_PROBLEM STATEMENT_: Give back exactly the lines that run from the beginning of the entries to the line containing "interacts with it", both included, and nothing else.

_AVAILABLE DATA_:
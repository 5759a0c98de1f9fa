//! Film-catalog client for planet searches.

use crate::config::SwapiClientConfig;
use crate::error::SwapiResult;
use crate::http::{HttpBackend, ReqwestBackend};
use crate::models::{CatalogPlanet, SwapiConfig};
use crate::url::build_search_url;
use url::Url;

// ============================================================================
// Type Aliases
// ============================================================================

/// Default catalog client using the reqwest HTTP backend.
pub type DefaultSwapiClient = SwapiClient<ReqwestBackend>;

// ============================================================================
// Client
// ============================================================================

/// Client for the film-catalog planets endpoint.
///
/// This client is generic over an HTTP backend, allowing for easy
/// testing. Use `DefaultSwapiClient` for production code; external code
/// interacts with it through the `FilmCatalog` port.
pub struct SwapiClient<B: HttpBackend> {
    pub(crate) backend: B,
    pub(crate) config: SwapiConfig,
}

impl DefaultSwapiClient {
    /// Create a new client with the given configuration.
    pub fn new(config: &SwapiClientConfig) -> Self {
        let internal_config = Self::to_internal_config(config);
        let backend = ReqwestBackend::new(&internal_config);
        Self {
            backend,
            config: internal_config,
        }
    }

    fn to_internal_config(config: &SwapiClientConfig) -> SwapiConfig {
        SwapiConfig {
            base_url: Url::parse(&config.base_url).unwrap_or_else(|_| {
                Url::parse("https://swapi.dev/api/planets/").expect("default URL is valid")
            }),
            user_agent: config.user_agent.clone(),
            timeout: config.timeout,
        }
    }
}

impl<B: HttpBackend> SwapiClient<B> {
    /// Create a new client with a custom backend.
    ///
    /// Use this for testing with a fake backend.
    #[cfg(test)]
    pub(crate) const fn with_backend(config: SwapiConfig, backend: B) -> Self {
        Self { backend, config }
    }

    /// Search the catalog for a planet by name.
    ///
    /// Issues a single request and returns the first match, if any. The
    /// catalog's search already ranks the best match first, so trailing
    /// results are never consulted.
    pub(crate) async fn search_planet(&self, name: &str) -> SwapiResult<Option<CatalogPlanet>> {
        let url = build_search_url(&self.config, name);
        let response: crate::models::SearchResponse = self.backend.get_json(&url).await?;
        Ok(response.results.into_iter().next())
    }
}

#[cfg(test)]
mod tests {
    use super::*;
    use crate::http::testing::FakeBackend;
    use serde_json::json;

    pub(crate) fn test_config() -> SwapiConfig {
        SwapiConfig::default()
    }

    #[test]
    fn test_default_client_creation() {
        let config = SwapiClientConfig::new();
        let _client = DefaultSwapiClient::new(&config);
    }

    #[test]
    fn test_invalid_base_url_falls_back_to_default() {
        let config = SwapiClientConfig::new().with_base_url("not a url");
        let client = DefaultSwapiClient::new(&config);
        assert_eq!(
            client.config.base_url.as_str(),
            "https://swapi.dev/api/planets/"
        );
    }

    #[tokio::test]
    async fn test_search_planet_takes_first_result() {
        let backend = FakeBackend::new().with_response(
            "search=Tatooine",
            json!({
                "results": [
                    {
                        "name": "Tatooine",
                        "url": "https://swapi.dev/api/planets/1/",
                        "films": ["a", "b", "c", "d", "e"]
                    },
                    {
                        "name": "Tatooine II",
                        "url": "https://swapi.dev/api/planets/99/",
                        "films": []
                    }
                ]
            }),
        );

        let client = SwapiClient::with_backend(test_config(), backend);
        let planet = client.search_planet("Tatooine").await.unwrap().unwrap();

        assert_eq!(planet.name, "Tatooine");
        assert_eq!(planet.url, "https://swapi.dev/api/planets/1/");
        assert_eq!(planet.films.len(), 5);
    }

    #[tokio::test]
    async fn test_search_planet_no_match_is_none() {
        let backend = FakeBackend::new().with_response("search=Arrakis", json!({"results": []}));

        let client = SwapiClient::with_backend(test_config(), backend);
        let planet = client.search_planet("Arrakis").await.unwrap();

        assert!(planet.is_none());
    }
}
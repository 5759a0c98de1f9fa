//! Internal error types for catalog operations.
//!
//! These errors are internal to `planetary-swapi` and are mapped to the
//! core port error at the boundary (`port.rs`).

use thiserror::Error;

/// Result type alias for catalog operations.
pub type SwapiResult<T> = Result<T, SwapiError>;

/// Errors related to film-catalog API operations.
#[derive(Debug, Error)]
pub enum SwapiError {
    /// API request failed with an HTTP error status.
    #[error("SWAPI request failed with status {status}: {url}")]
    RequestFailed {
        /// HTTP status code
        status: u16,
        /// The URL that was requested
        url: String,
    },

    /// Network or HTTP client error (includes timeouts).
    #[error("Network error: {0}")]
    Network(#[from] reqwest::Error),

    /// URL parsing error.
    #[error("Invalid URL: {0}")]
    InvalidUrl(#[from] url::ParseError),

    /// JSON parsing error.
    #[error("JSON parsing error: {0}")]
    JsonParse(#[from] serde_json::Error),
}

#[cfg(test)]
mod tests {
    use super::*;

    #[test]
    fn test_request_failed_error_message() {
        let error = SwapiError::RequestFailed {
            status: 503,
            url: "https://swapi.dev/api/planets/?search=Hoth".to_string(),
        };
        let msg = error.to_string();
        assert!(msg.contains("503"));
        assert!(msg.contains("swapi.dev"));
    }

    #[test]
    fn test_invalid_url_error_message() {
        let error: SwapiError = url::ParseError::EmptyHost.into();
        assert!(error.to_string().contains("Invalid URL"));
    }
}
//! `SQLite` implementation of the `PlanetRepository` trait.

use async_trait::async_trait;
use chrono::Utc;
use sqlx::SqlitePool;

use planetary_core::{NewPlanet, Planet, PlanetParam, PlanetRepository, RepositoryError};

use super::row_mappers::{PLANET_SELECT_COLUMNS, row_to_planet};

/// `SQLite` implementation of the `PlanetRepository` trait.
///
/// Holds a connection pool and maps each [`PlanetParam`] variant onto its
/// storage column, so callers stay agnostic of the store's identifier
/// representation.
pub struct SqlitePlanetRepository {
    pool: SqlitePool,
}

impl SqlitePlanetRepository {
    /// Create a new `SQLite` planet repository.
    pub fn new(pool: SqlitePool) -> Self {
        Self { pool }
    }
}

/// Map an insert failure onto the domain taxonomy.
///
/// The partial unique index on `name` rejects duplicates; everything else
/// is a storage fault.
fn map_insert_error(e: &sqlx::Error, name: &str) -> RepositoryError {
    if e.as_database_error()
        .is_some_and(sqlx::error::DatabaseError::is_unique_violation)
    {
        RepositoryError::AlreadyExists(format!("planet '{name}' already exists"))
    } else {
        RepositoryError::Storage(e.to_string())
    }
}

#[async_trait]
impl PlanetRepository for SqlitePlanetRepository {
    async fn insert(&self, planet: &NewPlanet) -> Result<Planet, RepositoryError> {
        let result = sqlx::query(
            "INSERT INTO planets (name, climate, terrain, appearance_count, canonical_url, created_at) \
             VALUES (?, ?, ?, ?, ?, ?)",
        )
        .bind(&planet.name)
        .bind(&planet.climate)
        .bind(&planet.terrain)
        .bind(i64::from(planet.appearance_count))
        .bind(&planet.canonical_url)
        .bind(Utc::now().to_string())
        .execute(&self.pool)
        .await
        .map_err(|e| map_insert_error(&e, &planet.name))?;

        let id = result.last_insert_rowid();

        let row = sqlx::query(&format!(
            "SELECT {PLANET_SELECT_COLUMNS} FROM planets WHERE id = ?"
        ))
        .bind(id)
        .fetch_one(&self.pool)
        .await
        .map_err(|e| RepositoryError::Storage(e.to_string()))?;

        row_to_planet(&row)
    }

    async fn find_one(&self, param: &PlanetParam) -> Result<Option<Planet>, RepositoryError> {
        let row = match param {
            PlanetParam::Id(id) => {
                sqlx::query(&format!(
                    "SELECT {PLANET_SELECT_COLUMNS} FROM planets WHERE id = ?"
                ))
                .bind(*id)
                .fetch_optional(&self.pool)
                .await
            }
            PlanetParam::Name(name) => {
                sqlx::query(&format!(
                    "SELECT {PLANET_SELECT_COLUMNS} FROM planets WHERE name = ?"
                ))
                .bind(name.as_str())
                .fetch_optional(&self.pool)
                .await
            }
        }
        .map_err(|e| RepositoryError::Storage(e.to_string()))?;

        row.as_ref().map(row_to_planet).transpose()
    }

    async fn list(&self) -> Result<Vec<Planet>, RepositoryError> {
        let rows = sqlx::query(&format!(
            "SELECT {PLANET_SELECT_COLUMNS} FROM planets WHERE name <> '' ORDER BY id"
        ))
        .fetch_all(&self.pool)
        .await
        .map_err(|e| RepositoryError::Storage(e.to_string()))?;

        rows.iter().map(row_to_planet).collect()
    }

    async fn delete_one(&self, param: &PlanetParam) -> Result<u64, RepositoryError> {
        let result = match param {
            PlanetParam::Id(id) => {
                sqlx::query("DELETE FROM planets WHERE id = ?")
                    .bind(*id)
                    .execute(&self.pool)
                    .await
            }
            PlanetParam::Name(name) => {
                sqlx::query("DELETE FROM planets WHERE name = ?")
                    .bind(name.as_str())
                    .execute(&self.pool)
                    .await
            }
        }
        .map_err(|e| RepositoryError::Storage(e.to_string()))?;

        Ok(result.rows_affected())
    }
}
//! Shared application state type.
//!
//! Defines the `AppState` type used across all handlers and routers.

use crate::bootstrap::AxumContext;
use std::sync::Arc;

/// Application state shared across all handlers.
///
/// This is an Arc-wrapped [`AxumContext`] containing the composed
/// `PlanetService`.
pub type AppState = Arc<AxumContext>;
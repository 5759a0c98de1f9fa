//! Axum web adapter for the planetary record service.
//!
//! Exposes the `PlanetService` operations over HTTP, mirroring the
//! original planets API surface: list, create, lookup and delete by id or
//! name, plus an optional static landing page.

#![deny(unsafe_code)]

pub mod bootstrap;
pub mod dto;
pub mod error;
pub mod handlers;
pub mod routes;
pub mod state;

// Re-export primary types
pub use bootstrap::{AxumContext, CorsConfig, ServerConfig, bootstrap, start_server};
pub use error::HttpError;
pub use routes::{create_router, create_spa_router};
pub use state::AppState;
//! Handler for the `remove` command.

use anyhow::Result;
use planetary_core::PlanetParam;

use super::resolve;
use crate::bootstrap::CliContext;

/// Delete a planet by id or name.
pub async fn execute(ctx: &CliContext, identifier: &str) -> Result<()> {
    // Resolve first so removal by either dimension targets one record.
    let Some(planet) = resolve(ctx, identifier).await? else {
        println!("No planet found for '{identifier}'");
        return Ok(());
    };

    let deleted = ctx
        .planets
        .delete_by_param(PlanetParam::Id(planet.id))
        .await?;

    if deleted {
        println!("Removed planet '{}' (id {})", planet.name, planet.id);
    } else {
        println!("Planet '{}' was already removed", planet.name);
    }

    Ok(())
}
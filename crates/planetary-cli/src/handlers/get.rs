//! Handler for the `get` command.

use anyhow::Result;

use super::resolve;
use crate::bootstrap::CliContext;

/// Show a single planet by id or name.
pub async fn execute(ctx: &CliContext, identifier: &str) -> Result<()> {
    match resolve(ctx, identifier).await? {
        Some(planet) => println!("{}", serde_json::to_string_pretty(&planet)?),
        None => println!("No planet found for '{identifier}'"),
    }
    Ok(())
}
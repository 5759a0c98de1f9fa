//! Repository implementations backed by `SQLite`.

mod row_mappers;
mod sqlite_planet_repository;

pub use sqlite_planet_repository::SqlitePlanetRepository;
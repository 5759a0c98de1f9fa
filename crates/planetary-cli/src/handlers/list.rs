//! Handler for the `list` command.

use anyhow::Result;

use crate::bootstrap::CliContext;

/// Print every stored planet as pretty JSON.
pub async fn execute(ctx: &CliContext) -> Result<()> {
    let planets = ctx.planets.list().await?;

    if planets.is_empty() {
        println!("No planets stored yet. Add one with: planetary add <name>");
        return Ok(());
    }

    println!("{}", serde_json::to_string_pretty(&planets)?);
    Ok(())
}
//! URL construction helpers for the film-catalog API.
//!
//! Pure functions for building search URLs, ensuring consistent
//! construction across all API calls.

use crate::models::SwapiConfig;
use url::Url;

/// Build a planets search URL for the given name.
pub fn build_search_url(config: &SwapiConfig, name: &str) -> Url {
    let mut url = config.base_url.clone();
    url.set_query(Some(&format!("search={}", urlencoding::encode(name))));
    url
}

_TASK OUTPUT_:
repository 5759a0c98de1f9fa
//! Film-catalog client for planet searches.

use crate::config::SwapiClientConfig;
use crate::error::SwapiResult;
use crate::http::{HttpBackend, ReqwestBackend};
use crate::models::{CatalogPlanet, SwapiConfig};
use crate::url::build_search_url;
use url::Url;

// ============================================================================
// Type Aliases
// ============================================================================

/// Default catalog client using the reqwest HTTP backend.
pub type DefaultSwapiClient = SwapiClient<ReqwestBackend>;

// ============================================================================
// Client
// ============================================================================

/// Client for the film-catalog planets endpoint.
///
/// This client is generic over an HTTP backend, allowing for easy
/// testing. Use `DefaultSwapiClient` for production code; external code
/// interacts with it through the `FilmCatalog` port.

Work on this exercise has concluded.